Aging is a physiological process that involves cognitive decline, decreased autophagic flux, and increased oxidative stress. Dietary restriction is a multitarget strategy that has been linked to several benefits, inducing autophagy flux, decreasing oxidative stress and inflammation, and improving metabolism. These effects establish dietary restriction as a possible approach to delay physiological aging and to prevent or treat aging-related diseases. In a previous work, we evaluated a protocol of periodic dietary restriction (PDR) in an animal model of familial Alzheimer’s disease. Now, we have studied the effects of this strategy on aged female mice (16 month-old), evaluating metabolic, cognitive, and neuroinflammatory changes. PDR involved 5 days of dietary restriction (DR) alternated with 9 days of ad libitum (AL) food intake for 7 weeks.

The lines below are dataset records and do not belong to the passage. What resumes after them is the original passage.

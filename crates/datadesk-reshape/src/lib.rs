//! Deterministic reshaping of raw source records into chart-ready tables.

use std::collections::BTreeMap;

use chrono::{Datelike, NaiveDate, NaiveDateTime};
use datadesk_core::{
    ap_datetime, field_f64, field_str, parse_timestamp, sentence_case, street_address, title_case,
    PointRow, RawRecord, YearMatrix, MONTH_LABELS,
};
use serde::Deserialize;

pub const CRATE_NAME: &str = "datadesk-reshape";

const MISSING_LABEL: &str = "N/A";

/// Field mapping from one dataset's column names onto the canonical point
/// row, plus per-category default values for fields the source leaves blank.
#[derive(Debug, Clone, Deserialize)]
pub struct PointSpec {
    /// Separate numeric coordinate columns...
    #[serde(default)]
    pub latitude_field: String,
    #[serde(default)]
    pub longitude_field: String,
    /// ...or a single GeoJSON-style point column (`{"coordinates": [lon, lat]}`).
    #[serde(default)]
    pub location_field: Option<String>,
    pub status_field: String,
    /// Address columns, joined with spaces; several sources split the street
    /// address across number/name/suffix columns.
    pub address_fields: Vec<String>,
    pub datetime_field: String,
    pub category_field: String,
    #[serde(default)]
    pub subcategory_field: Option<String>,
    #[serde(default)]
    pub detail_field: Option<String>,
    pub neighborhood_field: String,
    pub district_field: String,
    #[serde(default)]
    pub extra_fields: Vec<ExtraField>,
    #[serde(default)]
    pub defaults: Vec<FieldDefault>,
}

/// An additional source column carried through to the published table.
#[derive(Debug, Clone, Deserialize)]
pub struct ExtraField {
    /// Column name in the published table.
    pub column: String,
    /// Column name at the source.
    pub field: String,
}

/// Substitute value for a blank source field, optionally scoped to one
/// category (e.g. an empty encampment detail becomes "Encampment reported").
#[derive(Debug, Clone, Deserialize)]
pub struct FieldDefault {
    pub field: String,
    pub value: String,
    #[serde(default)]
    pub when_category: Option<String>,
}

impl PointSpec {
    fn default_for(&self, field: &str, category: &str) -> Option<&str> {
        self.defaults
            .iter()
            .find(|d| {
                d.field == field
                    && d.when_category
                        .as_deref()
                        .map_or(true, |wanted| wanted == category)
            })
            .map(|d| d.value.as_str())
    }

    fn raw_or_default<'a>(&'a self, record: &'a RawRecord, field: &str, category: &str) -> String {
        let raw = field_str(record, field).unwrap_or("");
        if raw.trim().is_empty() || raw == "Not Available" {
            if let Some(value) = self.default_for(field, category) {
                return value.to_string();
            }
        }
        raw.to_string()
    }
}

/// Reshape raw records into the canonical point table. Rows whose
/// coordinates are missing, non-numeric, or outside plausible geographic
/// bounds are dropped; source order is preserved.
pub fn point_table(
    records: &[RawRecord],
    spec: &PointSpec,
    window_end: NaiveDateTime,
) -> Vec<PointRow> {
    records
        .iter()
        .filter_map(|record| point_row(record, spec, window_end))
        .collect()
}

fn geo_point(record: &RawRecord, field: &str) -> Option<(f64, f64)> {
    let coordinates = record.get(field)?.get("coordinates")?.as_array()?;
    let longitude = coordinates.first()?.as_f64()?;
    let latitude = coordinates.get(1)?.as_f64()?;
    Some((latitude, longitude))
}

fn point_row(record: &RawRecord, spec: &PointSpec, window_end: NaiveDateTime) -> Option<PointRow> {
    let (latitude, longitude) = match &spec.location_field {
        Some(field) => geo_point(record, field)?,
        None => (
            field_f64(record, &spec.latitude_field)?,
            field_f64(record, &spec.longitude_field)?,
        ),
    };
    if !latitude.is_finite() || !longitude.is_finite() {
        return None;
    }
    if !(-90.0..=90.0).contains(&latitude) || !(-180.0..=180.0).contains(&longitude) {
        return None;
    }

    let category_raw = field_str(record, &spec.category_field).unwrap_or("");
    let reported = field_str(record, &spec.datetime_field).and_then(parse_timestamp);
    let reported_at = reported.map(ap_datetime).unwrap_or_default();
    let hours_ago = reported.map(|at| {
        let hours = (window_end - at).num_seconds() as f64 / 3600.0;
        (hours * 10.0).round() / 10.0
    });

    let subcategory = spec
        .subcategory_field
        .as_deref()
        .map(|f| sentence_case(&spec.raw_or_default(record, f, category_raw)))
        .unwrap_or_default();
    let detail = spec
        .detail_field
        .as_deref()
        .map(|f| sentence_case(&spec.raw_or_default(record, f, category_raw)))
        .unwrap_or_default();

    let text_or_missing = |field: &str| {
        let value = spec.raw_or_default(record, field, category_raw);
        if value.trim().is_empty() {
            MISSING_LABEL.to_string()
        } else {
            value
        }
    };

    let extras = spec
        .extra_fields
        .iter()
        .map(|extra| spec.raw_or_default(record, &extra.field, category_raw))
        .collect();

    let address_raw = spec
        .address_fields
        .iter()
        .map(|field| spec.raw_or_default(record, field, category_raw))
        .filter(|part| !part.trim().is_empty())
        .collect::<Vec<_>>()
        .join(" ");

    Some(PointRow {
        latitude,
        longitude,
        status: text_or_missing(&spec.status_field),
        address: street_address(&address_raw),
        reported_at,
        hours_ago,
        category: text_or_missing(&spec.category_field),
        subcategory,
        detail,
        neighborhood: title_case(&text_or_missing(&spec.neighborhood_field)),
        district: text_or_missing(&spec.district_field),
        extras,
    })
}

/// Pivot grouped (month, year, count) records into a year matrix. Records
/// with unparseable keys are skipped; missing cells stay gaps.
pub fn year_matrix_from_counts(records: &[RawRecord]) -> YearMatrix {
    let mut cells = BTreeMap::new();
    for record in records {
        let month = match field_f64(record, "month") {
            Some(m) if (1.0..=12.0).contains(&m) => m as usize - 1,
            _ => continue,
        };
        let year = match field_f64(record, "year") {
            Some(y) => y as i32,
            None => continue,
        };
        if let Some(count) = field_f64(record, "count") {
            cells.insert((year, month), count);
        }
    }
    YearMatrix::from_cells(&cells)
}

/// Pivot a monthly (date, value) series into a year matrix; `None` values
/// stay gaps.
pub fn year_matrix_from_series(series: &[(NaiveDate, Option<f64>)]) -> YearMatrix {
    let mut cells = BTreeMap::new();
    for (date, value) in series {
        if let Some(value) = value {
            cells.insert((date.year(), date.month0() as usize), *value);
        }
    }
    YearMatrix::from_cells(&cells)
}

/// Extract a dated metric series from bulk records carrying a `yyyymm` month
/// key column. Output is sorted by month; unparseable values become gaps.
pub fn metric_series(
    records: &[RawRecord],
    month_field: &str,
    value_field: &str,
) -> Vec<(NaiveDate, Option<f64>)> {
    let mut series: Vec<(NaiveDate, Option<f64>)> = records
        .iter()
        .filter_map(|record| {
            let month = field_str(record, month_field)
                .and_then(datadesk_core::parse_month_key)?;
            Some((month, field_f64(record, value_field)))
        })
        .collect();
    series.sort_by_key(|(date, _)| *date);
    series
}

/// Trailing 12-entry rolling mean over the non-missing values in each
/// window (minimum one observation); all-missing windows stay gaps.
pub fn rolling_mean_12(values: &[Option<f64>]) -> Vec<Option<f64>> {
    values
        .iter()
        .enumerate()
        .map(|(i, _)| {
            let start = i.saturating_sub(11);
            let window = &values[start..=i];
            let present: Vec<f64> = window.iter().flatten().copied().collect();
            if present.is_empty() {
                None
            } else {
                Some(present.iter().sum::<f64>() / present.len() as f64)
            }
        })
        .collect()
}

fn format_cell(value: f64) -> String {
    if value.fract() == 0.0 && value.abs() < 1e15 {
        format!("{}", value as i64)
    } else {
        value.to_string()
    }
}

fn write_csv(header: &[String], rows: Vec<Vec<String>>) -> String {
    let mut writer = csv::Writer::from_writer(Vec::new());
    writer.write_record(header).expect("csv write to memory");
    for row in rows {
        writer.write_record(&row).expect("csv write to memory");
    }
    let bytes = writer.into_inner().expect("csv flush to memory");
    String::from_utf8(bytes).expect("csv output is utf-8")
}

/// Render a point table as delimited text with a header row. The coordinate
/// columns are named exactly `latitude`/`longitude`, which the map renderer
/// requires.
pub fn point_csv(rows: &[PointRow], spec: &PointSpec) -> String {
    let mut header: Vec<String> = [
        "latitude",
        "longitude",
        "status",
        "address",
        "reported_at",
        "hours_ago",
        "category",
        "subcategory",
        "detail",
        "neighborhood",
        "district",
    ]
    .iter()
    .map(|c| c.to_string())
    .collect();
    header.extend(spec.extra_fields.iter().map(|e| e.column.clone()));

    let body = rows
        .iter()
        .map(|row| {
            let mut out = vec![
                row.latitude.to_string(),
                row.longitude.to_string(),
                row.status.clone(),
                row.address.clone(),
                row.reported_at.clone(),
                row.hours_ago.map(|h| format!("{h:.1}")).unwrap_or_default(),
                row.category.clone(),
                row.subcategory.clone(),
                row.detail.clone(),
                row.neighborhood.clone(),
                row.district.clone(),
            ];
            out.extend(row.extras.iter().cloned());
            out
        })
        .collect();
    write_csv(&header, body)
}

/// Render a year matrix as delimited text: always exactly twelve data rows,
/// one per canonical month label, empty cells for gaps.
pub fn matrix_csv(matrix: &YearMatrix) -> String {
    let mut header = vec!["month".to_string()];
    header.extend(matrix.years().iter().map(|y| y.to_string()));

    let body = (0..12)
        .map(|month| {
            let mut row = vec![MONTH_LABELS[month].to_string()];
            for column in matrix.columns() {
                row.push(column.values[month].map(format_cell).unwrap_or_default());
            }
            row
        })
        .collect();
    write_csv(&header, body)
}

/// Render a metric series with its rolling mean as `date,value,value_rolling_12m`.
pub fn series_csv(series: &[(NaiveDate, Option<f64>)]) -> String {
    let rolling = rolling_mean_12(&series.iter().map(|(_, v)| *v).collect::<Vec<_>>());
    let header = vec![
        "date".to_string(),
        "value".to_string(),
        "value_rolling_12m".to_string(),
    ];
    let body = series
        .iter()
        .zip(rolling)
        .map(|((date, value), mean)| {
            vec![
                date.format("%Y-%m-%d").to_string(),
                value.map(format_cell).unwrap_or_default(),
                mean.map(|m| format!("{m:.2}")).unwrap_or_default(),
            ]
        })
        .collect();
    write_csv(&header, body)
}
/// Bulk CSV file over HTTP (monthly research datasets). Change detection via
/// ETag/Last-Modified; the whole file is downloaded and decoded in memory.
#[derive(Debug, Clone)]
pub struct BulkCsvSource {
    url: String,
    client: reqwest::Client,
    probe_timeout: Duration,
    download_timeout: Duration,
}

impl BulkCsvSource {
    pub fn new(
        url: impl Into<String>,
        probe_timeout: Duration,
        download_timeout: Duration,
    ) -> Result<Self, SourceError> {
        let client = reqwest::Client::builder().gzip(true).build()?;
        Ok(Self {
            url: url.into(),
            client,
            probe_timeout,
            download_timeout,
        })
    }

    pub fn url(&self) -> &str {
        &self.url
    }

    /// HEAD probe for change-detection headers, falling back to a GET when
    /// the host rejects HEAD.
    pub async fn headers(&self) -> Result<SourceHeaders, SourceError> {
        let head = self
            .client
            .head(&self.url)
            .timeout(self.probe_timeout)
            .send()
            .await;
        match head {
            Ok(response) if response.status().is_success() => {
                Ok(headers_of(response.headers()))
            }
            other => {
                if let Err(err) = other {
                    warn!(url = %self.url, error = %err, "HEAD probe failed; falling back to GET");
                }
                let response = self
                    .client
                    .get(&self.url)
                    .timeout(self.download_timeout)
                    .send()
                    .await?;
                let status = response.status();
                if !status.is_success() {
                    return Err(status_error(status, &self.url));
                }
                Ok(headers_of(response.headers()))
            }
        }
    }

    pub async fn download(&self) -> Result<Vec<u8>, SourceError> {
        info!(url = %self.url, "downloading bulk CSV");
        let response = self
            .client
            .get(&self.url)
            .timeout(self.download_timeout)
            .send()
            .await?;
        let status = response.status();
        if !status.is_success() {
            return Err(status_error(status, &self.url));
        }
        let bytes = response.bytes().await?;
        info!(url = %self.url, bytes = bytes.len(), "bulk CSV downloaded");
        Ok(bytes.to_vec())
    }
}

/// Decode a CSV document into raw records, one string value per header.
pub fn decode_csv_records(bytes: &[u8]) -> Result<Vec<RawRecord>, SourceError> {
    let mut reader = csv::Reader::from_reader(bytes);
    let headers = reader
        .headers()
        .map_err(|e| SourceError::Malformed(e.to_string()))?
        .clone();
    let mut records = Vec::new();
    for row in reader.records() {
        let row = row.map_err(|e| SourceError::Malformed(e.to_string()))?;
        let mut record = RawRecord::new();
        for (name, value) in headers.iter().zip(row.iter()) {
            record.insert(
                name.to_string(),
                serde_json::Value::String(value.to_string()),
            );
        }
        records.push(record);
    }
    Ok(records)
}

/// Keep only records whose `column` equals `value` (string comparison, the
/// CSV decode keeps everything as text).
pub fn filter_eq(records: Vec<RawRecord>, column: &str, value: &str) -> Vec<RawRecord> {
    records
        .into_iter()
        .filter(|r| datadesk_core::field_str(r, column) == Some(value))
        .collect()
}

During the DR period, mice ate 60% of their habitual intake. Animals under PDR showed similar body weight and glycemia to AL mice. During DR periods, circulating ketone bodies increased (1WAnova-Sidak, basal vs DR p<0.001) suggesting a fasting-like effect. Additionally, we evaluated cognitive performance by the novel object location recognition test. No changes were observed between AL and DR animals, but both groups’ performance was worse than that of 5 month-old mice, evidencing an age-related cognitive decline. We assayed S100b/GFAP by immunofluorescence in the hippocampus and analyzed morphological astrocytic parameters. S100b, an astrocytic pro-inflammatory marker, was diminished in DR mice (vs AL). However, GFAP immunoreactivity was unchanged. These preliminary results evidenced fasting-like effects in mice exposed to DR. Further, cognitive impairment in aged mice was corroborated, and a possible modulation of the pro-inflammatory S100b with DR. Future perspectives point to evaluating glial morphology in depth, and autophagy as a possible main mechanism for DR.